1

26.2K 507 14
                                    

Bisnis bagi Brian adalah sesuatu yang tidak akan lepas dari hidupnya. Segala untung dan rugi sudah diperhitungkan dengan baik.

Bahkan perusahaannya yang dia rintis dari nol menjadi salah satu perusahaan yang berpengaruh di Asia dan Eropa. Sayangnya, meski memiliki pengaruh besar, Brian masih tidak bisa untuk mengabaikan satu perusahaan yang sudah menjalin kerja sama selama 20 tahun bersamanya.

Perusahaan itu tak lain adalah milik kakeknya sendiri, Mr. Thomas William Santley.  Santley Group bergerak di bidang perhotelan.

Santley Group memiliki cabang di mana-mana dan sudah menjadi perusahaan yang memiliki nama tersendiri. Pelayanan dari perusahaan ini tidak pernah gagal.

Tentu Brian tidak mau melewatkan kerja sama dengan Mr. Thomas. Kakeknya yang culas dan penuh perhitungan bahkan bisa dengan mudah memutuskan kontrak kerja sama dengan cucunya sendiri.

"Brian, bagaimana tawaran kakek? Apa kamu setuju?"

"Tentu, Kek. Saya akan mengambil projek ini," kata Brian tegas.
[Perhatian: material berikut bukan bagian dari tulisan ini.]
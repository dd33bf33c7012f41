//! External Calculators - the authority on major/minor/patch arithmetic
//!
//! A calculator increments the version field of a record in place and must
//! not create any version-control markers. The resolver never does this
//! arithmetic itself.

use std::ffi::OsString;
use std::fmt;
use std::fs;
use std::io::{self, Read};
use std::path::{Path, PathBuf};
use std::process::{Command, ExitStatus, Stdio};
use std::thread;
use std::time::{Duration, Instant};

use serde::{Deserialize, Serialize};
use thiserror::Error;

use crate::format::{self, Version};
use crate::record::{self, RecordError};

const NPM_RECORD_NAME: &str = "package.json";
const NPM_LOCKFILES: [&str; 2] = ["package-lock.json", "npm-shrinkwrap.json"];
const POLL_INTERVAL: Duration = Duration::from_millis(25);

#[derive(Debug, Clone, Copy, PartialEq, Eq, Hash, Serialize, Deserialize)]
#[serde(rename_all = "lowercase")]
pub enum IncrementKind {
    Major,
    Minor,
    Patch,
}

impl IncrementKind {
    pub fn as_str(&self) -> &'static str {
        match self {
            Self::Major => "major",
            Self::Minor => "minor",
            Self::Patch => "patch",
        }
    }
}

impl fmt::Display for IncrementKind {
    fn fmt(&self, f: &mut fmt::Formatter<'_>) -> fmt::Result {
        f.write_str(self.as_str())
    }
}

#[derive(Debug, Error)]
pub enum CalculatorError {
    #[error("{calculator} cannot operate on {}: expected a file named {expected}", path.display())]
    UnsupportedRecord {
        calculator: &'static str,
        path: PathBuf,
        expected: &'static str,
    },

    #[error("Failed to launch {}: {source}", program.to_string_lossy())]
    Spawn {
        program: OsString,
        #[source]
        source: io::Error,
    },

    #[error("{calculator} exited with {status}: {stderr}")]
    Failed {
        calculator: &'static str,
        status: ExitStatus,
        stderr: String,
    },

    #[error("{calculator} did not finish within {timeout:?}")]
    TimedOut {
        calculator: &'static str,
        timeout: Duration,
    },

    #[error("Failed waiting on {calculator}: {source}")]
    Wait {
        calculator: &'static str,
        #[source]
        source: io::Error,
    },

    #[error("{kind} increment of '{version}' overflows")]
    Overflow { version: String, kind: IncrementKind },

    #[error("'{version}' is not a version the calculator accepts: {source}")]
    UnsupportedVersion {
        version: String,
        #[source]
        source: semver::Error,
    },

    #[error(transparent)]
    Record(#[from] RecordError),
}

/// Calculator trait - performs one increment on a record in place
pub trait VersionCalculator {
    fn name(&self) -> &'static str;

    /// Existing files besides `record` that `increment` may rewrite.
    fn companions(&self, _record: &Path) -> Vec<PathBuf> {
        Vec::new()
    }

    fn increment(&self, record: &Path, kind: IncrementKind) -> Result<(), CalculatorError>;
}

/// Delegates to `npm version <kind>` with git tagging, lifecycle scripts and
/// lockfile updates switched off.
#[derive(Debug, Clone)]
pub struct NpmCalculator {
    program: OsString,
    timeout: Option<Duration>,
}

impl NpmCalculator {
    pub fn new(program: impl Into<OsString>) -> Self {
        Self {
            program: program.into(),
            timeout: None,
        }
    }

    pub fn with_timeout(mut self, timeout: Duration) -> Self {
        self.timeout = Some(timeout);
        self
    }

    fn command(&self, record: &Path, kind: IncrementKind) -> Result<Command, CalculatorError> {
        if record.file_name().map_or(true, |n| n != NPM_RECORD_NAME) {
            return Err(CalculatorError::UnsupportedRecord {
                calculator: self.name(),
                path: record.to_path_buf(),
                expected: NPM_RECORD_NAME,
            });
        }

        let mut cmd = Command::new(&self.program);
        cmd.args([
            "version",
            kind.as_str(),
            "--no-git-tag-version",
            "--ignore-scripts",
            "--no-package-lock",
        ])
        .current_dir(record_dir(record))
        .stdin(Stdio::null())
        .stdout(Stdio::null())
        .stderr(Stdio::piped());
        Ok(cmd)
    }
}

fn record_dir(record: &Path) -> &Path {
    match record.parent() {
        Some(p) if !p.as_os_str().is_empty() => p,
        _ => Path::new("."),
    }
}

impl Default for NpmCalculator {
    fn default() -> Self {
        Self::new("npm")
    }
}

impl VersionCalculator for NpmCalculator {
    fn name(&self) -> &'static str {
        "npm"
    }

    fn companions(&self, record: &Path) -> Vec<PathBuf> {
        let dir = record_dir(record);
        NPM_LOCKFILES
            .iter()
            .map(|name| dir.join(name))
            .filter(|path| path.is_file())
            .collect()
    }

    fn increment(&self, record: &Path, kind: IncrementKind) -> Result<(), CalculatorError> {
        let mut child = self
            .command(record, kind)?
            .spawn()
            .map_err(|source| CalculatorError::Spawn {
                program: self.program.clone(),
                source,
            })?;

        tracing::debug!(
            calculator = self.name(),
            %kind,
            record = %record.display(),
            "calculator started"
        );

        // Drain stderr off-thread so a chatty child cannot block on a full pipe.
        let stderr_reader = child.stderr.take().map(|mut pipe| {
            thread::spawn(move || {
                let mut buf = String::new();
                let _ = pipe.read_to_string(&mut buf);
                buf
            })
        });

        let wait_err = |source| CalculatorError::Wait {
            calculator: self.name(),
            source,
        };

        let status = match self.timeout {
            None => child.wait().map_err(wait_err)?,
            Some(timeout) => {
                let deadline = Instant::now() + timeout;
                loop {
                    if let Some(status) = child.try_wait().map_err(wait_err)? {
                        break status;
                    }
                    if Instant::now() >= deadline {
                        let _ = child.kill();
                        let _ = child.wait();
                        return Err(CalculatorError::TimedOut {
                            calculator: self.name(),
                            timeout,
                        });
                    }
                    thread::sleep(POLL_INTERVAL);
                }
            }
        };

        let stderr = stderr_reader
            .and_then(|handle| handle.join().ok())
            .unwrap_or_default();

        if !status.success() {
            return Err(CalculatorError::Failed {
                calculator: self.name(),
                status,
                stderr: stderr.trim().to_string(),
            });
        }
        Ok(())
    }
}

/// In-process calculator following npm's increment rules.
///
/// A prerelease rounds up to its own core triple when the incremented
/// component and everything below it are already zero, so
/// `major` on `2.0.0-rc.1` is `2.0.0`.
#[derive(Debug, Clone, Copy, Default)]
pub struct SemverCalculator;

impl SemverCalculator {
    pub fn next(
        current: &semver::Version,
        kind: IncrementKind,
    ) -> Result<semver::Version, CalculatorError> {
        let pre = !current.pre.is_empty();
        let overflow = || CalculatorError::Overflow {
            version: current.to_string(),
            kind,
        };
        let succ = |n: u64| n.checked_add(1).ok_or_else(overflow);

        let (major, minor, patch) = (current.major, current.minor, current.patch);
        let next = match kind {
            IncrementKind::Major if minor == 0 && patch == 0 && pre => (major, 0, 0),
            IncrementKind::Major => (succ(major)?, 0, 0),
            IncrementKind::Minor if patch == 0 && pre => (major, minor, 0),
            IncrementKind::Minor => (major, succ(minor)?, 0),
            IncrementKind::Patch if pre => (major, minor, patch),
            IncrementKind::Patch => (major, minor, succ(patch)?),
        };
        Ok(semver::Version::new(next.0, next.1, next.2))
    }
}

impl VersionCalculator for SemverCalculator {
    fn name(&self) -> &'static str {
        "semver"
    }

    fn increment(&self, record: &Path, kind: IncrementKind) -> Result<(), CalculatorError> {
        let original = fs::read(record).map_err(|source| RecordError::NotFound {
            path: record.to_path_buf(),
            source,
        })?;
        let current = record::version_from_bytes(record, &original)?.to_string();
        let parsed = semver::Version::parse(&current).map_err(|source| {
            CalculatorError::UnsupportedVersion {
                version: current.clone(),
                source,
            }
        })?;

        let next = Self::next(&parsed, kind)?.to_string();
        let next: Version = format::parse(&next).map_err(|e| RecordError::VersionFieldMissing {
            path: record.to_path_buf(),
            reason: e.to_string(),
        })?;

        tracing::debug!(
            calculator = self.name(),
            %kind,
            from = %current,
            to = %next,
            "calculated increment"
        );
        record::write_version(record, &original, &next)?;
        Ok(())
    }
}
"Akan tetapi, di sini kakek ada permintaan sebelum kamu memegang projek ini." Mr. Thomas mengangkat wajahnya melihat sang cucu yang terpaku di tempat karena tidak biasanya kakeknya memberikan syarat dalam masalah pekerjaan.

"Apa?"

"Kamu harus menikah dan memberikan keturunan sebagai penerus perusahaan kita."

Brian diam. Dia mendadak seperti orang idiot. Bagaimana mungkin projek sebesar ini dikaitkan dengan penerus perusahaan.

"Kek, kenapa harus membawa masalah pernikahan?" Alisnya mengernyit.

Pria berjas hitam itu mulai menyandarkan tubuhnya di sofa. Dia menatap kakeknya dengan perasaan dongkol.

"Selain masalah bisnis, keluarga kita butuh penerus," kata Mr. Thomas tegas.

Pria beruban itu bangkit dan sedikit membenahi suit armani yang dipakainya.

"Bawa calonmu minggu depan kalau kau menginginkan projek ini," katanya berlalu.

Brian memijat pelipisnya. Dia menghela napas panjang.

Ini masalah untuknya. Masalah beratnya bukan soal wanita ada yang mau sama dia atau tidak. Bahkan banyak wanita dengan rela memberikan tubuhnya dinikmati Brian.

Akan tetapi, tidak ada komitmen atau perjanjian apapun dalam hubungan mereka. Hanya untuk kebutuhan hasrat saja.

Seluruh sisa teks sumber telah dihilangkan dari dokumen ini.